I have been at the same company for almost five years now. It has been a journey that has taken me down numerous different paths. Some, that have helped me grow personally and professionally. I left to live in a different state for about a year and a half and turned into your typical workaholic monster. I forgot what I was doing it for and never made the time I should have for family, loved ones, and my little guy (my Chihuahua). I gave the company all of me, if not more than all of me; to the point where after every shift I worked, I came home and laid down with zero energy to continue. It even got a little dark, for over a decade I had been battling some mental illness which I never seeked help due to that lovely mental illness stigma our society has. The only reason I came back home was because I lost my dog, he passed away, and I ran out of time. I am currently dealing with the grief even three months after his passing but we will leave that for another post.
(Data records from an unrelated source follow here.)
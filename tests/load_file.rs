use std::fs;

use ndarray::Array3;
use raw_volume::{
    Channel, Encoding, LoadOptions, SizePolicy, VolumeExtents, VolumeLoader, VolumeLoaderError,
    VolumeWarning, cube,
};

#[test]
fn decodes_8bit_file_into_alpha() {
    let dir = tempfile::tempdir().unwrap();
    let path = dir.path().join("ramp.raw");
    let bytes: Vec<u8> = (0..=255).collect();
    fs::write(&path, &bytes).unwrap();

    let extents = VolumeExtents::new(8, 8, 4).unwrap();
    let decoded =
        VolumeLoader::load_from_path(&path, &LoadOptions::new(extents, Encoding::UnsignedByte))
            .unwrap();

    assert_eq!(decoded.check.bytes_per_element, 1);
    assert!(decoded.warnings.is_empty());
    let records = decoded.artifact.records();
    assert_eq!(records.len(), 256);
    for (record, &byte) in records.iter().zip(&bytes) {
        assert_eq!(record.get(Channel::Alpha), byte as f32 / 255.0);
        assert_eq!(record.channels[..3], [0.0, 0.0, 0.0]);
    }
}

#[test]
fn decodes_float_file_into_red_without_clamping() {
    let dir = tempfile::tempdir().unwrap();
    let path = dir.path().join("floats.raw");
    let values = [0.0f32, 0.25, -1.0, 3.5, 1.0, 0.5, 0.75, 2.0];
    let bytes: Vec<u8> = values.iter().flat_map(|v| v.to_le_bytes()).collect();
    fs::write(&path, bytes).unwrap();

    let extents = VolumeExtents::new(2, 2, 2).unwrap();
    let decoded =
        VolumeLoader::load_from_path(&path, &LoadOptions::new(extents, Encoding::Float32))
            .unwrap();

    let red: Vec<f32> = decoded
        .artifact
        .records()
        .iter()
        .map(|r| r.get(Channel::Red))
        .collect();
    assert_eq!(red, values);
    assert_eq!(decoded.artifact.selector().as_array(), [1.0, 0.0, 0.0, 0.0]);
    assert_eq!(decoded.artifact.asset_name("floats"), "floats-R32");
}

#[test]
fn short_file_yields_no_artifact() {
    let dir = tempfile::tempdir().unwrap();
    let path = dir.path().join("short.raw");
    fs::write(&path, [0u8; 63]).unwrap();

    let extents = VolumeExtents::cube(4).unwrap();
    for policy in [SizePolicy::Advisory, SizePolicy::Strict] {
        let options = LoadOptions::new(extents, Encoding::UnsignedByte).with_size_policy(policy);
        let result = VolumeLoader::load_from_path(&path, &options);
        assert!(matches!(
            result,
            Err(VolumeLoaderError::Read {
                expected: 64,
                available: 63
            })
        ));
    }
}

#[test]
#[cfg(target_pointer_width = "64")]
fn tiny_file_with_huge_extents_is_a_read_error() {
    let dir = tempfile::tempdir().unwrap();
    let path = dir.path().join("tiny.raw");
    fs::write(&path, [0u8; 10]).unwrap();

    let extents = VolumeExtents::cube(65_536).unwrap();
    let result =
        VolumeLoader::load_from_path(&path, &LoadOptions::new(extents, Encoding::UnsignedByte));
    assert!(matches!(
        result,
        Err(VolumeLoaderError::Read {
            expected: 281_474_976_710_656,
            available: 10
        })
    ));
}

#[test]
fn float_file_read_as_bytes_warns_but_decodes() {
    let dir = tempfile::tempdir().unwrap();
    let path = dir.path().join("mismatch.raw");
    fs::write(&path, [0u8; 32]).unwrap();

    let extents = VolumeExtents::new(2, 2, 2).unwrap();
    let decoded =
        VolumeLoader::load_from_path(&path, &LoadOptions::new(extents, Encoding::UnsignedByte))
            .unwrap();
    assert_eq!(decoded.artifact.records().len(), 8);
    assert_eq!(
        decoded.warnings,
        vec![VolumeWarning::SizeMismatch {
            derived: 4,
            expected: 1
        }]
    );
}

#[test]
fn missing_file_is_an_io_error() {
    let dir = tempfile::tempdir().unwrap();
    let extents = VolumeExtents::cube(2).unwrap();
    let result = VolumeLoader::load_from_path(
        dir.path().join("absent.raw"),
        &LoadOptions::new(extents, Encoding::UnsignedByte),
    );
    assert!(matches!(result, Err(VolumeLoaderError::Io(_))));
}

#[test]
fn written_float_cube_loads_back_in_depth_height_width_order() {
    let dir = tempfile::tempdir().unwrap();
    let source = Array3::from_shape_fn((4, 3, 2), |(x, y, z)| (x + 4 * y + 12 * z) as f32 / 24.0);
    let path = cube::write_cube_file(dir.path(), "ramp", &source, Encoding::Float32).unwrap();

    let file_name = path.file_name().and_then(|n| n.to_str()).unwrap();
    assert_eq!(file_name, "ramp_T321_4x3x2.bin32");
    let (extents, encoding) = cube::parse_cube_file_name(file_name).unwrap();

    let decoded = VolumeLoader::load_from_path(&path, &LoadOptions::new(extents, encoding)).unwrap();
    let active = decoded.artifact.active_array();
    assert_eq!(active.dim(), (2, 3, 4));
    assert_eq!(active, source.t());
    // x fastest in the file means the raw records are already a linear ramp.
    assert!(decoded
        .artifact
        .records()
        .iter()
        .enumerate()
        .all(|(i, r)| r.get(Channel::Red) == i as f32 / 24.0));
}

#[test]
fn written_axes_cube_loads_as_8bit() {
    let dir = tempfile::tempdir().unwrap();
    let source = cube::axes_cube(16);
    let path = cube::write_cube_file(dir.path(), "cube_axes", &source, Encoding::UnsignedByte)
        .unwrap();
    let file_name = path.file_name().and_then(|n| n.to_str()).unwrap();
    let (extents, encoding) = cube::parse_cube_file_name(file_name).unwrap();

    let decoded = VolumeLoader::load_from_path(&path, &LoadOptions::new(extents, encoding)).unwrap();
    let alpha = decoded.artifact.channel_array(Channel::Alpha);
    assert_eq!(alpha, source.t());
    let image = decoded.artifact.axial_image(8).unwrap();
    assert_eq!(image.dimensions(), (16, 16));
    assert_eq!(image.get_pixel(15, 8).0, [255]);
}

#[tokio::test(flavor = "current_thread")]
async fn async_load_matches_sync_load() {
    let dir = tempfile::tempdir().unwrap();
    let path = dir.path().join("noise.raw");
    let bytes: Vec<u8> = (0..512u32).map(|i| (i * 37 % 256) as u8).collect();
    fs::write(&path, bytes).unwrap();

    let options = LoadOptions::new(VolumeExtents::cube(8).unwrap(), Encoding::UnsignedByte);
    let sync = VolumeLoader::load_from_path(&path, &options).unwrap();
    let async_ = VolumeLoader::load_from_path_async(&path, &options).await.unwrap();
    assert_eq!(sync.artifact, async_.artifact);
}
After you give everything to a job you once loved, what do you have left? Do you keep holding on trying to wait for the flame that burned bright to burn once more? Or do you spruce up your resume and embark on a better journey? If the company you currently work at does not value you, nor see your potential, or maybe sees your potential but will not open an opportunity for you yet, do you stay? That is my real question. Do you stay when there are various reason for you to leave? When the work environment is toxic, when upper management is basically sexist, and when there is zero structure, do you stay? Would you? Seriously, would YOU reader stay in an area so toxic just because you LOVE your team and LOVE speaking to customers. Customer service has always been my thing, developing teams, coaching, team building, bonding, long hours; All of these have always been my thing. It is what I USED to love. Funny seeing that in writing. “Used to” past tense. So what do I do?
My company loves more, or so I hope they do. I have proven my worth with sales. I freaking ran an entire market by my damn self at the age of 23-24. I am what my VP likes to say, “part of the golden circle,” but then why do I feel this way being back home? I have seen more than I have ever wanted to, I know more than I ever wanted to. I do not appreciate the lack of equal treatment across the board because to me it does not matter whether you are the BEST or the WORST we should treat you the same no? The lack of appreciation and being told what to do without a real connection is what really has drained me. I do not know who I am anymore, I have lost someone I loved deeply, and I have lost myself, my passion, so where do I go from here?
Stay or go? Do I have anything else to lose? No.